Two books arrived at the library for me this week. That's good because it means I'll be able to make progress on my to read pile rather than making it bigger! Here is what I got.
The Other Wes Moore: One Name, Two Fates by Wes Moore
In December 2000, the Baltimore Sun ran a small piece about Wes Moore, a local student who had just received a Rhodes Scholarship. The same paper also ran a huge story about four young men who had allegedly killed a police officer in a spectacularly botched armed robbery. The police were still hunting for two of the suspects who had gone on the lam, a pair of brothers. One was named Wes Moore. Wes just couldn't shake off the unsettling coincidence, or the inkling that the two shared much more than space in the same newspaper. After following the story of the robbery, the manhunt, and the trial to its conclusion, he wrote a letter to the other Wes, now a convicted murderer serving a life sentence with the possibility of parole. That letter led to a correspondence and relationship that have lasted for several years. Over dozen of letters and prison visits, Wes discovered that the other Wes had had a life not unlike his own: Both had grown up in similar neighbourhoods and had had difficult child-hoods, both were father-less, both were in and out of school; they'd hung out on similar corners with similar crews, and both had run into trouble with the police. At each stage of their young lives they had come across similar moments of decision, yet their choices would lead them to astonishingly different destinies.
Nomad by Ayaan Hirsi Ali
In Nomad, Hirsi Ali tells of coming to America to build a new life, an ocean away from the death threats made to her by Islamic fanatics, from the strife she had witnessed and the inner conflict she had suffered. In these pages, she recounts the many turns her life took after breaking with her family and how she struggled to throw off restrictive superstitions and misconceptions that initially hobbled her ability to assimilate into Western society. She writes movingly of her reconciliation, on his deathbed, with her devout father, who had disowned her when she renounced Islam after the September 11 attacks, as well as with her mother and cousins in Somalia and Europe.
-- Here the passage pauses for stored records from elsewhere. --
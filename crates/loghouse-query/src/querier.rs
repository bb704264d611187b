//! Querier - Query Execution and Cursor Sessions
//!
//! Engine-side execution of one read request. The RPC surface lives
//! elsewhere; it hands a [`QueryRequest`] to [`Querier::query`] and ships
//! the [`QueryResult`] back, echoing `next` so the client can page through
//! the stream without the server keeping any state it cannot rebuild.
//!
//! ## Sessions
//!
//! Committed cursors are parked by request id between calls. A follow-up
//! request with the same id and query reuses the parked cursor through
//! `apply_state` - cheap, because a committed cursor holds no file
//! handles - while a request for a different query simply builds a fresh
//! one. Parked cursors that sit idle longer than the configured timeout
//! are closed by the sweeper.
//!
//! ## Wait-for-data
//!
//! A request whose first `get` hits EOF on every source may block for up
//! to its `wait_timeout_secs` (clamped to 60s) until a source journal
//! signals new records. Expiry returns an empty result with the same
//! position, not an error.

use std::collections::HashMap;
use std::sync::atomic::{AtomicU64, Ordering};
use std::sync::Arc;
use std::time::{Duration, Instant};

use serde::{Deserialize, Serialize};
use tokio::sync::Mutex as AsyncMutex;
use tokio::task::JoinHandle;
use tokio::time::MissedTickBehavior;
use tokio_util::sync::CancellationToken;

use loghouse_core::Result;
use loghouse_journal::JournalController;

use crate::cursor::{Cursor, CursorConfig, CursorState, MAX_WAIT};
use crate::lql;
use crate::mixer::TaggedEvent;
use crate::tindex::TagIndex;

/// A request for reading records.
#[derive(Debug, Clone, Default, Serialize, Deserialize)]
pub struct QueryRequest {
    /// Server-assigned session id. Zero on a fresh query; echoed back in
    /// the result so follow-ups map onto the same cursor.
    pub req_id: u64,

    /// The query line: `<sources> [where <predicate>]`.
    pub query: String,

    /// Resume position. Empty means head.
    pub pos: String,

    /// How long to wait for new data when the read starts at EOF.
    /// Clamped to 60 seconds.
    pub wait_timeout_secs: u64,

    /// Maximum records returned by this call.
    pub limit: usize,
}

/// Result of one query call.
#[derive(Debug)]
pub struct QueryResult {
    /// Records matched, in merge order, each with its source tag line.
    pub events: Vec<TaggedEvent>,

    /// Request for the next page: fresh position, echoed id.
    pub next: QueryRequest,
}

#[derive(Debug, Clone)]
pub struct QuerierConfig {
    pub cursor: CursorConfig,

    /// Parked cursors idle longer than this are closed (default: 5 min).
    pub idle_timeout: Duration,
}

impl Default for QuerierConfig {
    fn default() -> Self {
        Self {
            cursor: CursorConfig::default(),
            idle_timeout: Duration::from_secs(300),
        }
    }
}

struct Session {
    cursor: Cursor,
    parked_at: Instant,
}

/// Executes queries against the journal store.
pub struct Querier {
    tindex: Arc<dyn TagIndex>,
    ctrl: Arc<JournalController>,
    config: QuerierConfig,
    sessions: AsyncMutex<HashMap<u64, Session>>,
    next_id: AtomicU64,
}

impl Querier {
    pub fn new(tindex: Arc<dyn TagIndex>, ctrl: Arc<JournalController>) -> Self {
        Self::with_config(tindex, ctrl, QuerierConfig::default())
    }

    pub fn with_config(
        tindex: Arc<dyn TagIndex>,
        ctrl: Arc<JournalController>,
        config: QuerierConfig,
    ) -> Self {
        Self {
            tindex,
            ctrl,
            config,
            sessions: AsyncMutex::new(HashMap::new()),
            next_id: AtomicU64::new(1),
        }
    }

    /// Executes one read request: up to `limit` matching records from the
    /// requested position, honoring the wait-timeout at EOF, then commits
    /// and parks the cursor.
    pub async fn query(&self, ctx: &CancellationToken, req: &QueryRequest) -> Result<QueryResult> {
        let (sources, where_) = lql::split_query(&req.query);
        let id = if req.req_id != 0 {
            req.req_id
        } else {
            self.next_id.fetch_add(1, Ordering::Relaxed)
        };
        let state = CursorState {
            id,
            sources,
            where_,
            pos: req.pos.clone(),
        };

        let mut cursor = self.checkout(ctx, state).await?;
        let wait = Duration::from_secs(req.wait_timeout_secs).min(MAX_WAIT);
        let mut events = Vec::new();
        let mut waited = false;

        while events.len() < req.limit {
            match cursor.get(ctx).await {
                Ok(te) => {
                    events.push(te);
                    cursor.next(ctx).await;
                }
                Err(e) if e.is_eof() => {
                    if events.is_empty() && !wait.is_zero() && !waited {
                        waited = true;
                        match cursor.wait_for_data(ctx, wait).await {
                            Ok(()) => continue,
                            Err(e) if e.is_eof() => break,
                            Err(e) => {
                                cursor.close().await;
                                return Err(e);
                            }
                        }
                    }
                    break;
                }
                Err(e) => {
                    cursor.close().await;
                    return Err(e);
                }
            }
        }

        let state = match cursor.commit(ctx).await {
            Ok(state) => state,
            Err(e) => {
                cursor.close().await;
                return Err(e);
            }
        };
        self.park(cursor).await;

        tracing::debug!(
            req_id = id,
            returned = events.len(),
            pos = %state.pos,
            "query served"
        );

        Ok(QueryResult {
            events,
            next: QueryRequest {
                req_id: id,
                query: req.query.clone(),
                pos: state.pos,
                wait_timeout_secs: req.wait_timeout_secs,
                limit: req.limit,
            },
        })
    }

    /// Reuses the parked cursor for this id when the query matches,
    /// otherwise builds a fresh one.
    async fn checkout(&self, ctx: &CancellationToken, state: CursorState) -> Result<Cursor> {
        let parked = self.sessions.lock().await.remove(&state.id);
        if let Some(mut session) = parked {
            match session.cursor.apply_state(state.clone()).await {
                Ok(()) => return Ok(session.cursor),
                Err(e) => {
                    tracing::debug!(
                        req_id = state.id,
                        error = %e,
                        "parked cursor does not fit the request, rebuilding"
                    );
                    session.cursor.close().await;
                }
            }
        }
        Cursor::open(ctx, state, &self.tindex, &self.ctrl, &self.config.cursor).await
    }

    async fn park(&self, cursor: Cursor) {
        let mut sessions = self.sessions.lock().await;
        sessions.insert(
            cursor.id(),
            Session {
                cursor,
                parked_at: Instant::now(),
            },
        );
    }

    /// Closes and forgets the session for `id`, if any.
    pub async fn close_session(&self, id: u64) {
        if let Some(mut session) = self.sessions.lock().await.remove(&id) {
            session.cursor.close().await;
        }
    }

    /// Number of parked sessions (for monitoring and tests).
    pub async fn session_count(&self) -> usize {
        self.sessions.lock().await.len()
    }

    /// Closes every session idle longer than the configured timeout.
    pub async fn sweep_idle(&self) {
        let mut sessions = self.sessions.lock().await;
        let expired: Vec<u64> = sessions
            .iter()
            .filter(|(_, s)| s.parked_at.elapsed() > self.config.idle_timeout)
            .map(|(&id, _)| id)
            .collect();
        for id in expired {
            if let Some(mut session) = sessions.remove(&id) {
                session.cursor.close().await;
                tracing::debug!(req_id = id, "expired idle cursor");
            }
        }
    }

    /// Spawns the background idle sweep. Abort the handle on shutdown.
    pub fn start_idle_sweeper(self: Arc<Self>, interval: Duration) -> JoinHandle<()> {
        tokio::spawn(async move {
            let mut ticker = tokio::time::interval(interval);
            ticker.set_missed_tick_behavior(MissedTickBehavior::Skip);
            loop {
                ticker.tick().await;
                self.sweep_idle().await;
            }
        })
    }

    /// Closes every parked session.
    pub async fn close(&self) {
        let mut sessions = self.sessions.lock().await;
        for (_, mut session) in sessions.drain() {
            session.cursor.close().await;
        }
    }
}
Nomad is a portrait of a family literally torn apart by the clash of civilizations. But it is also a touching, uplifting, and often funny account of one woman's discovery of our Western world. While Hirsi Ali loves much of what she encounters, she fears we are repeating the European mistake of underestimating radical Islam. She calls on women and key institutions of the West - including universities, and the Christian churches - to enact specific, innovative remedies that would help other Muslim immigrants overcome the challenges she has experienced - and resist the fatal allure of fundamentalism and terrorism. This is the story of her emotional journey to freedom as well as her physical journey - her transition from a tribal mindset that restricts women's every thought and action to a life as a free, equal citizen in an open society. Through her own story, she shows the difficulty of reconciling the contradictions of Islam with Western values.